Two, with the total market capitalization increasing, volatility naturally tends to decrease.

Currently, the overall market capitalization of the crypto market is close to 3 trillion dollars, no longer comparable to the past hundreds of billions or thousands of billions era. The larger the asset size, the smaller the volatility is the market norm, which also means that the amount of capital needed to double the overall market far exceeds that of the past.

We can refer to the structure of mature markets—like the U.S. stock market—to see the future direction of crypto:

• The market capitalization of the top 1,000 U.S. companies accounts for as much as 93.6%.

• The trading volume of the last 3,000 companies accounts for less than 1%.

• The index's increase is mainly contributed by a few companies.

The crypto market is gradually entering this 'Matthew Effect'-dominated stage—big gets bigger, and the weak are eliminated.

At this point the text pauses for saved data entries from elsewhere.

use crate::{
    context::{Scope, ValidationContext},
    keywords::{self, CheckResult},
    paths::InstancePath,
};
use serde_json::{Map, Value};

/// `if` / `then` / `else`. The `if` result only picks the branch, its own errors are dropped.
pub(crate) fn check(
    ctx: &mut ValidationContext<'_>,
    instance: &Value,
    object: &Map<String, Value>,
    scope: &Scope,
    path: &InstancePath<'_>,
) -> CheckResult {
    let condition = match object.get("if") {
        Some(condition) => condition,
        None => return Ok(()),
    };
    let matched =
        ctx.probe(|ctx| keywords::check(ctx, Some(instance), condition, scope, path, false))?;
    let branch = if matched {
        object.get("then")
    } else {
        object.get("else")
    };
    if let Some(branch) = branch {
        let failures =
            ctx.isolated(|ctx| keywords::check(ctx, Some(instance), branch, scope, path, false))?;
        ctx.extend_errors(failures)?;
    }
    Ok(())
}
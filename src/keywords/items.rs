use crate::{
    context::{Scope, ValidationContext},
    error::{SchemaError, ValidationErrorKind},
    keywords::{self, CheckResult},
    paths::InstancePath,
};
use serde_json::{Map, Value};

/// `items` in both its forms, with `additionalItems` for elements past a tuple.
pub(crate) fn check(
    ctx: &mut ValidationContext<'_>,
    elements: &[&Value],
    object: &Map<String, Value>,
    scope: &Scope,
    path: &InstancePath<'_>,
) -> CheckResult {
    match object.get("items") {
        None => Ok(()),
        Some(Value::Array(slots)) => check_tuple(ctx, elements, slots, object, scope, path),
        Some(schema @ (Value::Object(_) | Value::Bool(_))) => {
            for (idx, element) in elements.iter().enumerate() {
                keywords::check(ctx, Some(*element), schema, scope, &path.push(idx), false)?;
            }
            Ok(())
        }
        Some(other) => Err(SchemaError::malformed(
            &scope.base,
            format!("'items' must be a schema or an array of schemas, got {}", other),
        )),
    }
}

fn check_tuple(
    ctx: &mut ValidationContext<'_>,
    elements: &[&Value],
    slots: &[Value],
    object: &Map<String, Value>,
    scope: &Scope,
    path: &InstancePath<'_>,
) -> CheckResult {
    // Slots past the end of the array see a missing value, so mandatory entries are reported
    for (idx, slot) in slots.iter().enumerate() {
        let element = elements.get(idx).copied();
        keywords::check(ctx, element, slot, scope, &path.push(idx), false)?;
    }
    if elements.len() <= slots.len() {
        return Ok(());
    }
    let additional = object.get("additionalItems").or_else(|| {
        if scope.draft.supports_legacy_keywords() {
            object.get("additionalProperties")
        } else {
            None
        }
    });
    match additional {
        None | Some(Value::Bool(true)) => Ok(()),
        Some(Value::Bool(false)) => {
            for idx in slots.len()..elements.len() {
                ctx.error(
                    ValidationErrorKind::AdditionalItems { index: idx },
                    &path.push(idx),
                )?;
            }
            Ok(())
        }
        Some(schema @ Value::Object(_)) => {
            for (idx, element) in elements.iter().enumerate().skip(slots.len()) {
                keywords::check(ctx, Some(*element), schema, scope, &path.push(idx), false)?;
            }
            Ok(())
        }
        Some(other) => Err(SchemaError::malformed(
            &scope.base,
            format!("'additionalItems' must be a boolean or a schema, got {}", other),
        )),
    }
}

#[cfg(test)]
mod tests {
    use crate::{tests_util, CheckMode};
    use serde_json::{json, Value};
    use test_case::test_case;

    #[test_case(&json!({"items": {"type": "integer"}}), &json!([1, 2, 3]); "every element")]
    #[test_case(&json!({"items": {"type": "integer"}}), &json!([]); "empty array")]
    #[test_case(&json!({"items": [{"type": "integer"}, {"type": "string"}]}), &json!([1, "a", null]); "tuple with extra element")]
    #[test_case(&json!({"items": [{"type": "integer"}, {"type": "string"}]}), &json!([1]); "short tuple")]
    #[test_case(&json!({"items": [{}], "additionalItems": {"type": "string"}}), &json!([1, "a", "b"]); "additional items schema")]
    #[test_case(&json!({"items": {"type": "integer"}}), &json!({"a": "b"}); "objects are ignored")]
    fn valid(schema: &Value, instance: &Value) {
        tests_util::is_valid(schema, instance)
    }

    #[test_case(&json!({"items": {"type": "integer"}}), &json!([1, "a"]); "wrong element")]
    #[test_case(&json!({"items": [{"type": "integer"}]}), &json!(["a"]); "wrong tuple slot")]
    #[test_case(&json!({"items": [{}], "additionalItems": {"type": "string"}}), &json!([1, 2]); "additional items schema")]
    #[test_case(&json!({"items": false}), &json!([1]); "false items")]
    fn invalid(schema: &Value, instance: &Value) {
        tests_util::is_not_valid(schema, instance)
    }

    #[test]
    fn element_location() {
        tests_util::expect_errors(
            &json!({"items": {"type": "number"}}),
            &json!([1, 2, "a"]),
            &["#/2: String value found, but a number is required"],
        );
    }

    #[test]
    fn additional_items_not_allowed() {
        tests_util::expect_errors(
            &json!({"items": [{}], "additionalItems": false}),
            &json!([1, 2, 3]),
            &[
                "#/1: The item at index 1 is not defined and the definition does not allow additional items",
                "#/2: The item at index 2 is not defined and the definition does not allow additional items",
            ],
        );
    }

    #[test]
    fn additional_properties_limit_tuples_in_legacy_drafts() {
        let schema = json!({"items": [{}], "additionalProperties": false});
        tests_util::is_not_valid(&schema, &json!([1, 2]));
        let mut draft7 = schema;
        draft7["$schema"] = json!("http://json-schema.org/draft-07/schema#");
        tests_util::is_valid(&draft7, &json!([1, 2]));
    }

    #[test]
    fn missing_mandatory_slot() {
        tests_util::expect_errors(
            &json!({"items": [{}, {"required": true}]}),
            &json!([1]),
            &["#/1: The property 1 is required"],
        );
    }

    #[test]
    fn sequential_object_in_loose_mode() {
        let schema = json!({"items": {"type": "integer"}});
        let instance = json!({"0": 1, "1": "a"});
        tests_util::is_valid(&schema, &instance);
        tests_util::is_not_valid_with_mode(&schema, &instance, CheckMode::TYPE_CAST);
    }

    #[test]
    fn malformed_items() {
        assert!(matches!(
            crate::validate(&json!([1]), &json!({"items": 1}), None, CheckMode::NORMAL),
            Err(crate::SchemaError::MalformedSchema { .. })
        ));
    }
}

Three, narrative explosion, funds cannot be evenly distributed.

This bull market is not without narrative; rather, the narratives are flourishing, but funds cannot be evenly distributed.

From AI, Restaking, modularization, RWA, to SocialFi, GameFi, Bitcoin L2, Sol ecosystem, every track is competing for attention and liquidity.

But in a situation of limited capital and cautious markets, only a very few narratives can attract a large focus—those that can rise, rise a lot, while those not mentioned have almost no chance.

This is not the failure of the bull market, but a manifestation of market maturity.

Four, a logical shift in investment strategies: selecting coins is more important than timing.

The past logic for mid-to-long-term investments in the crypto space was: 'Close your eyes and buy mainstream, enter at the bottom, and you will double when the bull market arrives.'

However, nowadays, the market no longer provides such generous time and space. Just having a bull market background is not enough; you also need to choose the right coins, the right teams, and the right narratives.

Projects that possess the following characteristics are more likely to stand out in this 'uneven rise' environment:

1. Clear narratives: can capture current trends (such as AI, RWA, Restaking).

2. Fundamental efforts: frequent technology and product iterations, high activity.

3. Capital endorsement: supported by well-known VC, market resources, or market value management teams.

4. Reasonable token design: healthy release mechanisms, teams do not dump their tokens.

Only such coins can 'continuously attract capital attention' in a bull market, rather than becoming a remnant of the previous cycle.

Five, this is not a lack of a bull market, but an elite bull market.

Ultimately, this wave of market actually only belongs to a few selected projects.

Our past assumptions about the 'bull market'—universal rise, all coins flying together—may become history.

Future bull markets will increasingly resemble the U.S. stock market: 'Only specific narratives and leading assets can ride the wind and waves, while the rest are just running alongside or standing still.'

Conclusion: Embrace the new normal, embrace precise investments.

As the structure of the coin market is aligning more with traditional financial markets, our investment strategies should also upgrade.

No longer just betting on whether an overall bull market is coming, but starting to select targets as precisely as picking stocks.

The future is not 'everything rises,' but rather an elite bull market where 'the strong get stronger.'

Whether you can make money does not depend on whether the market is hot, but rather on whether you bet on the right flower that will grow into a big tree.